(Saved data entries)
+===+
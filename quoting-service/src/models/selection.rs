//! Selections handed to the pricing core by the form layer.

use super::{ProjectParameters, QualityTier, WorkCategory};
use rust_decimal::Decimal;
use serde::{Deserialize, Serialize};

/// An individual work item to price.
#[derive(Debug, Clone, PartialEq, Serialize, Deserialize)]
pub struct ItemSelection {
    pub category: WorkCategory,
    pub code: String,
    pub quantity: Decimal,
    /// Falls back to the project tier when absent.
    #[serde(default)]
    pub quality: Option<QualityTier>,
    #[serde(default = "default_apply_markup")]
    pub apply_markup: bool,
}

/// A package to price.
#[derive(Debug, Clone, PartialEq, Serialize, Deserialize)]
pub struct PackageSelection {
    pub code: String,
    #[serde(default)]
    pub quality: Option<QualityTier>,
    /// Falls back to the project floor area when absent.
    #[serde(default)]
    pub area: Option<Decimal>,
}

#[derive(Debug, Clone, PartialEq, Serialize, Deserialize)]
pub struct QuoteRequest {
    pub project: ProjectParameters,
    #[serde(default)]
    pub items: Vec<ItemSelection>,
    #[serde(default)]
    pub packages: Vec<PackageSelection>,
    #[serde(default)]
    pub discount_percentage: Decimal,
}

fn default_apply_markup() -> bool {
    true
}

impl ItemSelection {
    pub fn new(category: WorkCategory, code: impl Into<String>, quantity: Decimal) -> Self {
        Self {
            category,
            code: code.into(),
            quantity,
            quality: None,
            apply_markup: true,
        }
    }

    pub fn with_quality(mut self, quality: QualityTier) -> Self {
        self.quality = Some(quality);
        self
    }

    pub fn without_markup(mut self) -> Self {
        self.apply_markup = false;
        self
    }
}

impl PackageSelection {
    pub fn new(code: impl Into<String>) -> Self {
        Self {
            code: code.into(),
            quality: None,
            area: None,
        }
    }

    pub fn with_quality(mut self, quality: QualityTier) -> Self {
        self.quality = Some(quality);
        self
    }

    pub fn with_area(mut self, area: Decimal) -> Self {
        self.area = Some(area);
        self
    }
}

impl QuoteRequest {
    pub fn new(project: ProjectParameters) -> Self {
        Self {
            project,
            items: Vec::new(),
            packages: Vec::new(),
            discount_percentage: Decimal::ZERO,
        }
    }

    pub fn with_item(mut self, item: ItemSelection) -> Self {
        self.items.push(item);
        self
    }

    pub fn with_package(mut self, package: PackageSelection) -> Self {
        self.packages.push(package);
        self
    }

    pub fn with_discount(mut self, discount_percentage: Decimal) -> Self {
        self.discount_percentage = discount_percentage;
        self
    }
}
+===+
Instructions for the task: Would you show every line in the data above that contains the string "Decimal"?

The answer:
use rust_decimal::Decimal;
    pub quantity: Decimal,
    pub area: Option<Decimal>,
    pub discount_percentage: Decimal,
    pub fn new(category: WorkCategory, code: impl Into<String>, quantity: Decimal) -> Self {
    pub fn with_area(mut self, area: Decimal) -> Self {
            discount_percentage: Decimal::ZERO,
    pub fn with_discount(mut self, discount_percentage: Decimal) -> Self {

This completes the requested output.